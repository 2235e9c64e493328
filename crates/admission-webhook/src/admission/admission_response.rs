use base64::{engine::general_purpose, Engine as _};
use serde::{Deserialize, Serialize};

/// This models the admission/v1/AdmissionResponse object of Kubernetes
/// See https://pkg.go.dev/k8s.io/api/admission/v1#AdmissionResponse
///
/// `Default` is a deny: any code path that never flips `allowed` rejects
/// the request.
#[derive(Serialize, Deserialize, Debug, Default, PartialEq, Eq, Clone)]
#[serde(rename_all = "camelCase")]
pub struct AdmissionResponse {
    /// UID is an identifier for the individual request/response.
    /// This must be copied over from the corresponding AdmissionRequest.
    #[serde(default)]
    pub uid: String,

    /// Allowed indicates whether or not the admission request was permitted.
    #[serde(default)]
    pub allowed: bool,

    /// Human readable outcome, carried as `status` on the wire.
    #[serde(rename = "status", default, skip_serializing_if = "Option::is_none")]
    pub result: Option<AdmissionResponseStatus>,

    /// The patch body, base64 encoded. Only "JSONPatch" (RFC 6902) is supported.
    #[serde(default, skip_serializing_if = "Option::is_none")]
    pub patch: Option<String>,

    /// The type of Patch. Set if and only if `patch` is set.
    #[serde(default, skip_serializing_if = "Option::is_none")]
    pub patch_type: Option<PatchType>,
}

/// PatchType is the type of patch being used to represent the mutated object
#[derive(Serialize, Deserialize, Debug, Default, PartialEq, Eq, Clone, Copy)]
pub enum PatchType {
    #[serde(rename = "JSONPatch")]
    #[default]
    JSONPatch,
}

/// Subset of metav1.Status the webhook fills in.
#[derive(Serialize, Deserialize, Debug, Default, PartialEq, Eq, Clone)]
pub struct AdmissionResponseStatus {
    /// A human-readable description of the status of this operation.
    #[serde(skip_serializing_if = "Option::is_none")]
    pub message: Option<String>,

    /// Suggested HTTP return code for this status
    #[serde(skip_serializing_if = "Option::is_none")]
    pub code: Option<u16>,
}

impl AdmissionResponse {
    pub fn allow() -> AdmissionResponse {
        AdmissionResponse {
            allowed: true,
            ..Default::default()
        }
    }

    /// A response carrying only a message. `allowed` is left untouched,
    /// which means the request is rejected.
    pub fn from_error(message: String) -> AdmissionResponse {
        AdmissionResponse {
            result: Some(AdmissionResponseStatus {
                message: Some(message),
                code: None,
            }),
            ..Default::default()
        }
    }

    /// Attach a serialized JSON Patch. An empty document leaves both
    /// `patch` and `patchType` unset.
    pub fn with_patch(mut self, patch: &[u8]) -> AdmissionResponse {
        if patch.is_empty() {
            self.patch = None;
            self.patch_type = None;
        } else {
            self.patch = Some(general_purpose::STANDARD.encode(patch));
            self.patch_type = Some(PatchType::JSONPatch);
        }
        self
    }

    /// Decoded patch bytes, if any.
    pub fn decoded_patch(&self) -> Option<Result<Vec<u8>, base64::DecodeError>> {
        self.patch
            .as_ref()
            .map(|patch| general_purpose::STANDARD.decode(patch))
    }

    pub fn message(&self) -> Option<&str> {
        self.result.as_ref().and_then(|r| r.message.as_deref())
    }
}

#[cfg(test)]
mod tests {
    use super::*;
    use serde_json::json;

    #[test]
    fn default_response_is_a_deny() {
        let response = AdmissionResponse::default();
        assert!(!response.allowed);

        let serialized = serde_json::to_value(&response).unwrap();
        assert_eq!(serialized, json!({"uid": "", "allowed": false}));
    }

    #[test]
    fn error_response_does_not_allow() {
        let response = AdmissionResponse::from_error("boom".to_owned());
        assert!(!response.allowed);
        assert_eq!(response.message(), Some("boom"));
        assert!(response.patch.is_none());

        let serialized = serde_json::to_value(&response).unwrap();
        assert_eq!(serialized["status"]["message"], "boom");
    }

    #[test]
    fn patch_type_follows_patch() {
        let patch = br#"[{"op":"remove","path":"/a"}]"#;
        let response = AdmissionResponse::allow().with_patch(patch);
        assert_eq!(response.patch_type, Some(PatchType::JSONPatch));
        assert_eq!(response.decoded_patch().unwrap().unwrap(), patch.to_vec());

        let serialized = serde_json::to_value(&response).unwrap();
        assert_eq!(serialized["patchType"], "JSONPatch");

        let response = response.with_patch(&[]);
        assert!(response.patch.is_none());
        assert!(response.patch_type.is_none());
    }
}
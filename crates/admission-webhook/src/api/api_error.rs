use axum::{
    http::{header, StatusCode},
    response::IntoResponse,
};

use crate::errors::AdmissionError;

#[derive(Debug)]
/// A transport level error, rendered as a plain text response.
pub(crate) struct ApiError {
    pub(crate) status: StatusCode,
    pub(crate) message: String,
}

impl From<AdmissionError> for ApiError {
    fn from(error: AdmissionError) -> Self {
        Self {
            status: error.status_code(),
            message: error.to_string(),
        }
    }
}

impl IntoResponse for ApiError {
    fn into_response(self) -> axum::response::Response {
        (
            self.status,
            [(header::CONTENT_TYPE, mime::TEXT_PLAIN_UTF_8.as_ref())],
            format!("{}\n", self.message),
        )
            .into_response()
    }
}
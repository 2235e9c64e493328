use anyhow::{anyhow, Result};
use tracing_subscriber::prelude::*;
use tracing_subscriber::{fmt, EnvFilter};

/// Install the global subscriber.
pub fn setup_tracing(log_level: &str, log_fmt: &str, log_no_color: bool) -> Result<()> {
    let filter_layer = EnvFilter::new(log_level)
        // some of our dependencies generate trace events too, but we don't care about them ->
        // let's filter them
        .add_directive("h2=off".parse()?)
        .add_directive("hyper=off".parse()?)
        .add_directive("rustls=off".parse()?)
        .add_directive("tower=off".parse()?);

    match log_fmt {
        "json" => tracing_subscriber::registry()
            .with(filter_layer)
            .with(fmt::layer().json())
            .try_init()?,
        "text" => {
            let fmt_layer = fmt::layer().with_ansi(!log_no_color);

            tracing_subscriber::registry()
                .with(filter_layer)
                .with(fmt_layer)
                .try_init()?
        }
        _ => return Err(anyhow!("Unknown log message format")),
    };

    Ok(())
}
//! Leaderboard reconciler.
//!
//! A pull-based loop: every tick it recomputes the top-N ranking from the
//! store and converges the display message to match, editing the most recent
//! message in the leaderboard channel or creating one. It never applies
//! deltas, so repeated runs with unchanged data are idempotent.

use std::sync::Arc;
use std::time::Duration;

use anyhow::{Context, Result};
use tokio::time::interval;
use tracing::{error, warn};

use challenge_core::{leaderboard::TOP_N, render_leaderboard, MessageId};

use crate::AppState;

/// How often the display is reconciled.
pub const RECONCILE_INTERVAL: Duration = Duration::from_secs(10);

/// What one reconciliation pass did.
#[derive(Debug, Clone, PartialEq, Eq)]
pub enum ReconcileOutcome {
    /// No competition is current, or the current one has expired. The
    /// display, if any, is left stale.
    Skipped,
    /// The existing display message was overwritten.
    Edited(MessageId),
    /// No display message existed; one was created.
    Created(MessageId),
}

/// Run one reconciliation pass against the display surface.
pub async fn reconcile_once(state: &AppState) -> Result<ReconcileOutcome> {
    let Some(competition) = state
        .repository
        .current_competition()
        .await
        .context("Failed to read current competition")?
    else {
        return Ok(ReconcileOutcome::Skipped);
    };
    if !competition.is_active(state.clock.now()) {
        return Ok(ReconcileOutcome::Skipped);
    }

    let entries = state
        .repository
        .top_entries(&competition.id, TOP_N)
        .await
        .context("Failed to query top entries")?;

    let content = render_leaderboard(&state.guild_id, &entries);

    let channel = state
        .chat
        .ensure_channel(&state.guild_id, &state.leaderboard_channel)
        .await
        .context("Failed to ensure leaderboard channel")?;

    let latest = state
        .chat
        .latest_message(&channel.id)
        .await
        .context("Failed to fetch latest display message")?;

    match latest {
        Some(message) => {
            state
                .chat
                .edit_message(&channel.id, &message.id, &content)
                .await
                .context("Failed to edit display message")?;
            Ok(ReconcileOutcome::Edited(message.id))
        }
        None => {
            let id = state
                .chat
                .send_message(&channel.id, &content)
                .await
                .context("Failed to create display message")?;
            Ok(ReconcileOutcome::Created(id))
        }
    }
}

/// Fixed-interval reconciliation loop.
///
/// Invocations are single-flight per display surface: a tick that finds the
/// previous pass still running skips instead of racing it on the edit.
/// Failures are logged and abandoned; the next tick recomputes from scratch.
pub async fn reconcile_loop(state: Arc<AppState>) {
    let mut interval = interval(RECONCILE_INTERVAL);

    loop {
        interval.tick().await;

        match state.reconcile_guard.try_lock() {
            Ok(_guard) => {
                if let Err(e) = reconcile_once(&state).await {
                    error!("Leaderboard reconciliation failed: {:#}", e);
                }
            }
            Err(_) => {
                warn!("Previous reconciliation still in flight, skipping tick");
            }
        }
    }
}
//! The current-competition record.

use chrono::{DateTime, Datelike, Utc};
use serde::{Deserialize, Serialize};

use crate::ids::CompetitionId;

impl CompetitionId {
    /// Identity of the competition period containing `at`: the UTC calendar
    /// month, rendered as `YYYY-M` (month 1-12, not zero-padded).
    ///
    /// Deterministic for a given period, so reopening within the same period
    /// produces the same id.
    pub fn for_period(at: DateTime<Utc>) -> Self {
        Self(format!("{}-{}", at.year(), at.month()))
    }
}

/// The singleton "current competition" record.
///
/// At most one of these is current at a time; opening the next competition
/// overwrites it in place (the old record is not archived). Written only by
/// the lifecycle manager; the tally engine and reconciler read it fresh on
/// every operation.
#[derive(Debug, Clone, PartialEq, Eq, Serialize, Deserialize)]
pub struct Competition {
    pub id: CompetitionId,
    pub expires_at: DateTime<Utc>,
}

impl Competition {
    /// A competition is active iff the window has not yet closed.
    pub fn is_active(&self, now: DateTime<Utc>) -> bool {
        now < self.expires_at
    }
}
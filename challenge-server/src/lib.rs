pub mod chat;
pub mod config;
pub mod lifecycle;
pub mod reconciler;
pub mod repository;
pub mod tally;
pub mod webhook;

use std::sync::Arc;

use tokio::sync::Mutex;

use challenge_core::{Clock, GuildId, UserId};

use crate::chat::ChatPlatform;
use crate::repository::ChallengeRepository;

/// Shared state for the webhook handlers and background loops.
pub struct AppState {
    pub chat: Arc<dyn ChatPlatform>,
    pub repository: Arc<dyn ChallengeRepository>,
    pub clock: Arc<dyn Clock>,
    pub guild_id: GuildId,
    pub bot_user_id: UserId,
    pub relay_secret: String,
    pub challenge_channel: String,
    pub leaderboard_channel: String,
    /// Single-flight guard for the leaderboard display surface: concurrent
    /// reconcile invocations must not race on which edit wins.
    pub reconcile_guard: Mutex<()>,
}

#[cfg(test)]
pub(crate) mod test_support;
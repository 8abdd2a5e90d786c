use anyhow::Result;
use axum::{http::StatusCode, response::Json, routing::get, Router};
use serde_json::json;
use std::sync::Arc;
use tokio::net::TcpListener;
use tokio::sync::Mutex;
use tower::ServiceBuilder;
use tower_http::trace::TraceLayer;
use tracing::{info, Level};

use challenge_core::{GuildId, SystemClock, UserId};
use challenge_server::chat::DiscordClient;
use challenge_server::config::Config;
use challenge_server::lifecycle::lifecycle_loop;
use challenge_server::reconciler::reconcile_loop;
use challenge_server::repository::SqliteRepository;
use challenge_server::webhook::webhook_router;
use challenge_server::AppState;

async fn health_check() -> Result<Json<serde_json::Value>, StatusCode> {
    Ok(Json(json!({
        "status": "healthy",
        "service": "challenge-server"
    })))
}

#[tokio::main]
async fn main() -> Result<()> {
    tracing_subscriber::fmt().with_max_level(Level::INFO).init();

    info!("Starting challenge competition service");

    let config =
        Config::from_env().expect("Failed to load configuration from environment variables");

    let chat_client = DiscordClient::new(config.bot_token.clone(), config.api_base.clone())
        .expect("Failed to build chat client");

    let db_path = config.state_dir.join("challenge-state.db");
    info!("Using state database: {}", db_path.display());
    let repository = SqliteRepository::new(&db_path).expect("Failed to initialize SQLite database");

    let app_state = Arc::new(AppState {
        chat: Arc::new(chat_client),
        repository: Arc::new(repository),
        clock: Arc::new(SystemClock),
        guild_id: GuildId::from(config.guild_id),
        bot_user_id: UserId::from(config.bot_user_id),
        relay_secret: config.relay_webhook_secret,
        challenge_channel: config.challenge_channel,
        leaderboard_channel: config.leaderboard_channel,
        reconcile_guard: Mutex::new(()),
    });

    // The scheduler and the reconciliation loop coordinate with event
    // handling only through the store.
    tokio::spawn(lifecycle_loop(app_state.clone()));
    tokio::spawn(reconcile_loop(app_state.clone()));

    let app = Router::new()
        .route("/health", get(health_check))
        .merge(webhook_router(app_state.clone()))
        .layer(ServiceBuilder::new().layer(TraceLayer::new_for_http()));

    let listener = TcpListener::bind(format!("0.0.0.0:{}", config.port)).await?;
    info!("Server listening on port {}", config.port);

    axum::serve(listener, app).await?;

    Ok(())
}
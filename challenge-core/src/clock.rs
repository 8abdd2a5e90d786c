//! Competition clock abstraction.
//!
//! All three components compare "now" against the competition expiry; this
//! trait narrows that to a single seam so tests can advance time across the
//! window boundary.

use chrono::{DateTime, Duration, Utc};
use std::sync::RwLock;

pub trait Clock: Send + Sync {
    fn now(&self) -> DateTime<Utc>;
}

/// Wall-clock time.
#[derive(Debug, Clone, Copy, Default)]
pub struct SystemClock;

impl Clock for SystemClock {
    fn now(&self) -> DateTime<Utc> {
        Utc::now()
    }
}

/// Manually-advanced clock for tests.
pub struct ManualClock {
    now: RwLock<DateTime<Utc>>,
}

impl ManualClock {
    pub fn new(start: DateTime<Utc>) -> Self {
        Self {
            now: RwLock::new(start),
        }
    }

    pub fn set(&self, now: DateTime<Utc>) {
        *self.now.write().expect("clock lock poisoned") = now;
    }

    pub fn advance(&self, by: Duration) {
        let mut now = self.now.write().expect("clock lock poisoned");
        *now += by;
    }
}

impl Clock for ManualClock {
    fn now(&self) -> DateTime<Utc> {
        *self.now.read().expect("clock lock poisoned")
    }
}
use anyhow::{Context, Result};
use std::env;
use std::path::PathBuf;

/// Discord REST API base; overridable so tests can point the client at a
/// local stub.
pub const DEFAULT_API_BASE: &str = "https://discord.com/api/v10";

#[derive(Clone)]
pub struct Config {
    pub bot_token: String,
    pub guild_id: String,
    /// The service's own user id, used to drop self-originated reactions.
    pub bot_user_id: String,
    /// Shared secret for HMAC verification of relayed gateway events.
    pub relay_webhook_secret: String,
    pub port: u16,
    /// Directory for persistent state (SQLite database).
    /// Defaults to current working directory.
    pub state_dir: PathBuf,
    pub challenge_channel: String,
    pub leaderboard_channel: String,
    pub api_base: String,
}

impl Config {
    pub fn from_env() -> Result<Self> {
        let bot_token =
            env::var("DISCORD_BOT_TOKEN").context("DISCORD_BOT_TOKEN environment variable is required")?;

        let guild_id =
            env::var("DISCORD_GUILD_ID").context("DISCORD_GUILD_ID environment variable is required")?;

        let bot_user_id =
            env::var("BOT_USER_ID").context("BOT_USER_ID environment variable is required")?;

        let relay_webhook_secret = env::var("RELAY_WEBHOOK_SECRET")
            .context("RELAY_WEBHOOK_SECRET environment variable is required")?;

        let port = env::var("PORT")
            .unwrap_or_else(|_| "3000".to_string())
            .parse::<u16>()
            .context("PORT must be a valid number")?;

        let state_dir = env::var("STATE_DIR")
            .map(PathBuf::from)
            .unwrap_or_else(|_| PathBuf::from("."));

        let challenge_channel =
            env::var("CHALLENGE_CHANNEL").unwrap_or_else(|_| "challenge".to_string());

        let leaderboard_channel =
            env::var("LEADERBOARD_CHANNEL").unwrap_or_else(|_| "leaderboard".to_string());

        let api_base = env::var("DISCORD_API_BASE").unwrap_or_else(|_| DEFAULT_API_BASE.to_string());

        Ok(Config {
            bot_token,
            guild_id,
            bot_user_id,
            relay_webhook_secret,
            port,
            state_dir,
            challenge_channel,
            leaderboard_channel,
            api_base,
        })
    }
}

################

● The task: Only the lines above from the line containing "fn from(error: AdmissionError)" through the line containing "It never applies" should be retyped, exactly and with both ends included.

● Task answer:
    fn from(error: AdmissionError) -> Self {
        Self {
            status: error.status_code(),
            message: error.to_string(),
        }
    }
}

impl IntoResponse for ApiError {
    fn into_response(self) -> axum::response::Response {
        (
            self.status,
            [(header::CONTENT_TYPE, mime::TEXT_PLAIN_UTF_8.as_ref())],
            format!("{}\n", self.message),
        )
            .into_response()
    }
}
repository 2235e9c64e493328
use anyhow::{anyhow, Result};
use tracing_subscriber::prelude::*;
use tracing_subscriber::{fmt, EnvFilter};

/// Install the global subscriber.
pub fn setup_tracing(log_level: &str, log_fmt: &str, log_no_color: bool) -> Result<()> {
    let filter_layer = EnvFilter::new(log_level)
        // some of our dependencies generate trace events too, but we don't care about them ->
        // let's filter them
        .add_directive("h2=off".parse()?)
        .add_directive("hyper=off".parse()?)
        .add_directive("rustls=off".parse()?)
        .add_directive("tower=off".parse()?);

    match log_fmt {
        "json" => tracing_subscriber::registry()
            .with(filter_layer)
            .with(fmt::layer().json())
            .try_init()?,
        "text" => {
            let fmt_layer = fmt::layer().with_ansi(!log_no_color);

            tracing_subscriber::registry()
                .with(filter_layer)
                .with(fmt_layer)
                .try_init()?
        }
        _ => return Err(anyhow!("Unknown log message format")),
    };

    Ok(())
}
//! Leaderboard reconciler.
//!
//! A pull-based loop: every tick it recomputes the top-N ranking from the
//! store and converges the display message to match, editing the most recent
//! message in the leaderboard channel or creating one. It never applies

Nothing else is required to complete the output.